Depois de ser vista como uma categoria tipicamente americana, a Fórmula Indy aos poucos busca sair desta caracterização para ganhar o mundo. Com o Brasil sediando há dois anos provas do campeonato, a meta da CART (Championship Auto Racing Teams) agora é chegar ao Japão e já se fala também na Alemanha. Esperto como ele é, o presidente da entidade, Andrew Craig, diz que esta expansão não tem nada a ver com uma possível concorrência à F-1, mas como bom americano, será mais uma oportunidade de mostrar o show lá fora.
No fundo, o que se sabe, é que o dinheiro está falando mais alto. Os produtos anunciados na categoria - entenda-se patrocinadores - são vendidos no mundo inteiro e, nada mais justo, que reforçar as imagens, com a realização de provas em países de potencial, no caso o Japão.

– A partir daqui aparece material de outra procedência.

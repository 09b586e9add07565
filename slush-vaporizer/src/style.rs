//! Style transfer: effect parameters derived from two fingerprints

use crate::analysis::AudioFingerprint;
use crate::options::ProcessingOptions;

/// Brightness at or above this maps to the lowest cutoff
pub const BRIGHTNESS_CEILING: f64 = 4000.0;
/// Cutoff range produced for brightness in `[BRIGHTNESS_CEILING, 0]`
pub const MIN_CUTOFF: f64 = 2000.0;
pub const CUTOFF_SPAN: f64 = 6000.0;

/// Derive speed, lowpass and gain so `target` moves toward `reference`
///
/// Only `speed_ratio`, `lowpass_cutoff` and `gain_db` are ever set. Speed is
/// skipped for a non-positive target tempo; gain is skipped for a
/// non-positive target loudness or a non-finite result.
pub fn resolve(target: &AudioFingerprint, reference: &AudioFingerprint) -> ProcessingOptions {
    let mut derived = ProcessingOptions::default();

    if target.tempo > 0.0 {
        derived.speed_ratio = Some(reference.tempo / target.tempo);
    }

    let brightness = reference.brightness.min(BRIGHTNESS_CEILING) / BRIGHTNESS_CEILING;
    let darkness = 1.0 - brightness.clamp(0.0, 1.0);
    derived.lowpass_cutoff = Some(MIN_CUTOFF + darkness * CUTOFF_SPAN);

    if target.avg_loudness > 0.0 {
        let gain = 20.0 * (reference.avg_loudness / target.avg_loudness).log10();
        if gain.is_finite() {
            derived.gain_db = Some(gain);
        }
    }

    tracing::info!(
        speed_ratio = ?derived.speed_ratio,
        lowpass_cutoff = ?derived.lowpass_cutoff,
        gain_db = ?derived.gain_db,
        "Style transfer options derived"
    );

    derived
}

#[cfg(test)]
mod tests {
    use super::*;
    use crate::analysis::PitchClass;

    fn fingerprint(tempo: f64, brightness: f64, avg_loudness: f64) -> AudioFingerprint {
        AudioFingerprint {
            tempo,
            key: PitchClass::C,
            brightness,
            spectral_width: 0.0,
            avg_loudness,
        }
    }

    #[test]
    fn test_derives_speed_cutoff_and_gain() {
        let derived = resolve(&fingerprint(100.0, 1000.0, 0.5), &fingerprint(150.0, 3000.0, 0.25));

        assert_eq!(derived.speed_ratio, Some(1.5));
        assert_eq!(derived.lowpass_cutoff, Some(3500.0));
        let gain = derived.gain_db.unwrap();
        assert!((gain - (-6.0206)).abs() < 1e-3, "gain {}", gain);
        assert_eq!(derived.bass_boost, None);
        assert_eq!(derived.no_reverb, None);
    }

    #[test]
    fn test_very_bright_reference_clamps_cutoff() {
        let derived = resolve(&fingerprint(100.0, 1000.0, 0.5), &fingerprint(100.0, 9000.0, 0.5));
        assert_eq!(derived.lowpass_cutoff, Some(2000.0));
        assert_eq!(derived.gain_db, Some(0.0));
    }

    #[test]
    fn test_zero_target_tempo_and_loudness_skip_fields() {
        let derived = resolve(&fingerprint(0.0, 1000.0, 0.0), &fingerprint(120.0, 0.0, 0.3));
        assert_eq!(derived.speed_ratio, None);
        assert_eq!(derived.gain_db, None);
        assert_eq!(derived.lowpass_cutoff, Some(8000.0));
    }

    #[test]
    fn test_silent_reference_skips_gain() {
        let derived = resolve(&fingerprint(100.0, 1000.0, 0.5), &fingerprint(100.0, 1000.0, 0.0));
        assert_eq!(derived.gain_db, None);
    }
}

Para se ter uma idéia, o investimento na Indy cresceu 17 por cento este ano. Hoje não se monta um time por menos de US$ 7 milhões. Por isso mesmo abrir novos campos parece ser o ideal, principalmente quando se trata de ienes.

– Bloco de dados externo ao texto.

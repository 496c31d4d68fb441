use aws_sdk_sqs::error::SdkError;
use aws_sdk_sqs::operation::create_queue::CreateQueueError;
use aws_sdk_sqs::operation::delete_message::DeleteMessageError;
use aws_sdk_sqs::operation::receive_message::ReceiveMessageError;
use aws_sdk_sqs::operation::send_message::SendMessageError;
use thiserror::Error;

/// Result type alias for queue operations
pub type QueueResult<T> = Result<T, QueueError>;

/// Error types for queue operations
#[derive(Error, Debug)]
pub enum QueueError {
    /// The message cannot be routed (missing or foreign route)
    #[error("Invalid message: {0}")]
    InvalidMessage(String),

    /// Text is not valid JSON or does not match the expected message shape
    #[error("Malformed payload: {0}")]
    MalformedPayload(#[from] serde_json::Error),

    /// The connection string is invalid or the queue service is unreachable
    #[error("Queue connection error: {0}")]
    ConnectionError(String),

    /// The queue name violates SQS naming rules
    #[error("Invalid queue name: {0}")]
    InvalidQueueName(String),

    /// Error creating or resolving a queue in SQS
    #[error("Failed to create queue in SQS")]
    CreateQueue(#[from] SdkError<CreateQueueError>),

    /// Error receiving messages from SQS
    #[error("Failed to receive messages from SQS")]
    ReceiveMessage(#[from] SdkError<ReceiveMessageError>),

    /// Error sending message to SQS
    #[error("Failed to send message to SQS")]
    SendMessage(#[from] SdkError<SendMessageError>),

    /// Error deleting message from SQS
    #[error("Failed to delete message from SQS")]
    DeleteMessage(#[from] SdkError<DeleteMessageError>),
}

impl QueueError {
    /// Checks if this error represents an upstream (5xx) error
    #[must_use]
    pub fn is_upstream_error(&self) -> bool {
        match self {
            Self::CreateQueue(sdk_err) => Self::check_sdk_error_status(sdk_err),
            Self::ReceiveMessage(sdk_err) => Self::check_sdk_error_status(sdk_err),
            Self::SendMessage(sdk_err) => Self::check_sdk_error_status(sdk_err),
            Self::DeleteMessage(sdk_err) => Self::check_sdk_error_status(sdk_err),
            _ => false,
        }
    }

    /// Maps a failed `CreateQueue` call, treating transport-level failures as connection errors
    pub(crate) fn from_create_queue(err: SdkError<CreateQueueError>) -> Self {
        match err {
            SdkError::ConstructionFailure(_)
            | SdkError::DispatchFailure(_)
            | SdkError::TimeoutError(_) => Self::ConnectionError(
                aws_sdk_sqs::error::DisplayErrorContext(&err).to_string(),
            ),
            err => Self::CreateQueue(err),
        }
    }

    fn check_sdk_error_status<E>(sdk_err: &SdkError<E>) -> bool {
        if let SdkError::ServiceError(err) = sdk_err {
            let raw = err.raw();
            let status = raw.status();
            return status.as_u16() >= 500;
        }
        false
    }
}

q Os pilotos da Fórmula 1 precisam se benzer. Primeiro foi Gerhard Berger, da Benetton, que operou o nariz, não se recuperou e agora sofreu cirurgia no maxilar. Foi substituído no GP do Canadá pelo austríaco Alexander Wurz. O francês Olivier Panis, da Prost, se acidentou em Vancouver. Emmanuel Collard pode correr no próximo domingo, na França. Agora foi Gianni Morbidelli, da Sauber, que sofreu acidente em um teste e dará lugar ao argentino Norberto Fontana.
q Dos mais de 40 pilotos brasileiros que estão este ano no exterior, três lideram seus campeonatos: Hélio Castro Neves, na Indy Lights; Marcelo Battistuzzi, na F-Opel européia; e Luciano Burti, na F-Vauxhall inglesa.
q Brasil, terra da pizza. E de muitos cambalachos.